[[ INPUT open ]]
//! Property-based tests for the serializers.
//!
//! These tests use proptest to generate random entity trees and verify that
//! the partitioning invariants hold for all of them.

#[cfg(test)]
mod proptest_tests {
    use std::collections::HashSet;
    use std::sync::Arc;

    use proptest::prelude::*;
    use serde_json::Value;

    use crate::model::{ConfigNode, Entity, NodeKind, OperationMode, RelationSlot, ResourceId};
    use crate::patch::{apply_operations, order_parents_first, parse_path};
    use crate::serialize::{
        collect_resources, serialize, serialize_all_resources, serialize_for_resource,
    };

    const RESOURCES: [&str; 3] = ["alpha", "beta", "gamma"];

    /// Shape of one generated `items` child.
    #[derive(Debug, Clone)]
    struct ItemShape {
        resource: Option<usize>,
        operation: OperationMode,
        weight: i64,
        nested: usize,
        cfg: Option<(Option<usize>, OperationMode)>,
    }

    /// Shape of the generated root.
    #[derive(Debug, Clone)]
    struct RootShape {
        resource: usize,
        operation: OperationMode,
    }

    fn operation_mode() -> impl Strategy<Value = OperationMode> {
        prop_oneof![Just(OperationMode::Merge), Just(OperationMode::Replace)]
    }

    fn item_shape() -> impl Strategy<Value = ItemShape> {
        (
            prop::option::of(0..RESOURCES.len()),
            operation_mode(),
            any::<i64>(),
            0usize..3,
            prop::option::of((prop::option::of(0..RESOURCES.len()), operation_mode())),
        )
            .prop_map(|(resource, operation, weight, nested, cfg)| ItemShape {
                resource,
                operation,
                weight,
                nested,
                cfg,
            })
    }

    fn tree_shape() -> impl Strategy<Value = (RootShape, Vec<ItemShape>)> {
        (
            (0..RESOURCES.len(), operation_mode())
                .prop_map(|(resource, operation)| RootShape { resource, operation }),
            prop::collection::vec(item_shape(), 0..6),
        )
    }

    struct Kinds {
        root: Arc<NodeKind>,
        item: Arc<NodeKind>,
        cfg: Arc<NodeKind>,
    }

    fn kinds() -> Kinds {
        Kinds {
            root: NodeKind::new("Root")
                .with_slot(RelationSlot::many("items", "Item", "name"))
                .into_shared(),
            item: NodeKind::new("Item")
                .with_slot(RelationSlot::many("nested", "Item", "name").chain())
                .with_slot(RelationSlot::optional("cfg", "Cfg"))
                .into_shared(),
            cfg: NodeKind::new("Cfg").into_shared(),
        }
    }

    fn build_tree(root_shape: &RootShape, items: &[ItemShape]) -> Entity {
        let kinds = kinds();
        let mut root = Entity::builder(kinds.root.clone())
            .resource(RESOURCES[root_shape.resource])
            .operation(root_shape.operation)
            .field("name", "root");

        for (position, shape) in items.iter().enumerate() {
            let mut item = Entity::builder(kinds.item.clone())
                .field("name", format!("item{}", position))
                .field("weight", shape.weight)
                .operation(shape.operation);
            if let Some(resource) = shape.resource {
                item = item.resource(RESOURCES[resource]);
            }
            for nested in 0..shape.nested {
                let child = Entity::builder(kinds.item.clone())
                    .field("name", format!("nested{}", nested))
                    .build()
                    .unwrap();
                item = item.child("nested", child);
            }
            if let Some((cfg_resource, cfg_operation)) = shape.cfg {
                let mut cfg = Entity::builder(kinds.cfg.clone())
                    .field("port", position as i64)
                    .operation(cfg_operation);
                if let Some(resource) = cfg_resource {
                    cfg = cfg.resource(RESOURCES[resource]);
                }
                item = item.child("cfg", cfg.build().unwrap());
            }
            root = root.child("items", item.build().unwrap());
        }

        root.build().unwrap()
    }

    /// Drop `null` values and empty lists, recursively.
    fn strip_empty(value: &Value) -> Value {
        match value {
            Value::Object(map) => Value::Object(
                map.iter()
                    .filter(|(_, v)| !v.is_null() && v.as_array().map_or(true, |a| !a.is_empty()))
                    .map(|(k, v)| (k.clone(), strip_empty(v)))
                    .collect(),
            ),
            Value::Array(items) => Value::Array(items.iter().map(strip_empty).collect()),
            other => other.clone(),
        }
    }

    /// Order `items` by name; operations at the same depth keep their
    /// resource order, so list elements are created in that order.
    fn sort_items(mut document: Value) -> Value {
        if let Some(Value::Array(items)) = document.get_mut("items") {
            items.sort_by_key(|item| item["name"].as_str().unwrap_or_default().to_string());
        }
        document
    }

    proptest! {
        /// Property: serializing the same tree twice gives identical output
        #[test]
        fn partition_is_deterministic((root, items) in tree_shape()) {
            let tree = build_tree(&root, &items);
            for resource in RESOURCES {
                let id = ResourceId::new(resource);
                let first = serialize_for_resource(&tree, &id).unwrap();
                let second = serialize_for_resource(&tree, &id).unwrap();
                prop_assert_eq!(first, second);
            }
        }

        /// Property: every emitted path parses and no path repeats across resources
        #[test]
        fn paths_are_well_formed_and_unique((root, items) in tree_shape()) {
            let tree = build_tree(&root, &items);
            let mut seen = HashSet::new();
            for resource in RESOURCES {
                for op in serialize_for_resource(&tree, &ResourceId::new(resource)).unwrap() {
                    prop_assert!(parse_path(&op.path).is_ok(), "unparseable path {}", op.path);
                    prop_assert!(seen.insert(op.path.clone()), "duplicate path {}", op.path);
                }
            }
            let cfgs = items.iter().filter(|item| item.cfg.is_some()).count();
            prop_assert_eq!(seen.len(), 1 + items.len() + cfgs);
        }

        /// Property: a resource not bound anywhere in the tree gets no operations
        #[test]
        fn unknown_resource_gets_nothing((root, items) in tree_shape()) {
            let tree = build_tree(&root, &items);
            let ops = serialize_for_resource(&tree, &ResourceId::new("nowhere")).unwrap();
            prop_assert!(ops.is_empty());
            prop_assert!(!collect_resources(&tree).unwrap().contains(&ResourceId::new("nowhere")));
        }

        /// Property: an anchor's value is its inline form without anchor slots
        #[test]
        fn anchor_value_matches_inline_form((root, items) in tree_shape()) {
            let tree = build_tree(&root, &items);
            let all = serialize_all_resources(&tree).unwrap();
            let by_path: Vec<_> = all.values().flatten().collect();

            for (position, item) in tree.related("items").into_iter().enumerate() {
                let path = format!("items[name=item{}]", position);
                let op = by_path.iter().find(|op| op.path == path).unwrap();
                let mut expected = serialize(item).unwrap();
                expected.as_object_mut().unwrap().remove("cfg");
                if items[position].nested == 0 {
                    expected.as_object_mut().unwrap().remove("nested");
                }
                prop_assert_eq!(&op.value, &expected);
            }
        }

        /// Property: applying every resource's operations, parents first, to an
        /// empty document rebuilds the inline serialization, minus empty slots
        #[test]
        fn applied_operations_rebuild_tree((root, items) in tree_shape()) {
            let tree = build_tree(&root, &items);
            let all = serialize_all_resources(&tree).unwrap();
            let ops = order_parents_first(all.into_values().flatten()).unwrap();
            let mut document = Value::Object(Default::default());
            apply_operations(&mut document, &ops).unwrap();
            prop_assert_eq!(
                strip_empty(&sort_items(document)),
                strip_empty(&serialize(&tree).unwrap())
            );
        }
    }
}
[[ INPUT closed ]]
* [EXERCISE DIRECTIONS]:
Working from the entries above, return all lines that contain "slots".

* [ANSWER TO THE EXERCISE]:
        /// Property: an anchor's value is its inline form without anchor slots
        /// empty document rebuilds the inline serialization, minus empty slots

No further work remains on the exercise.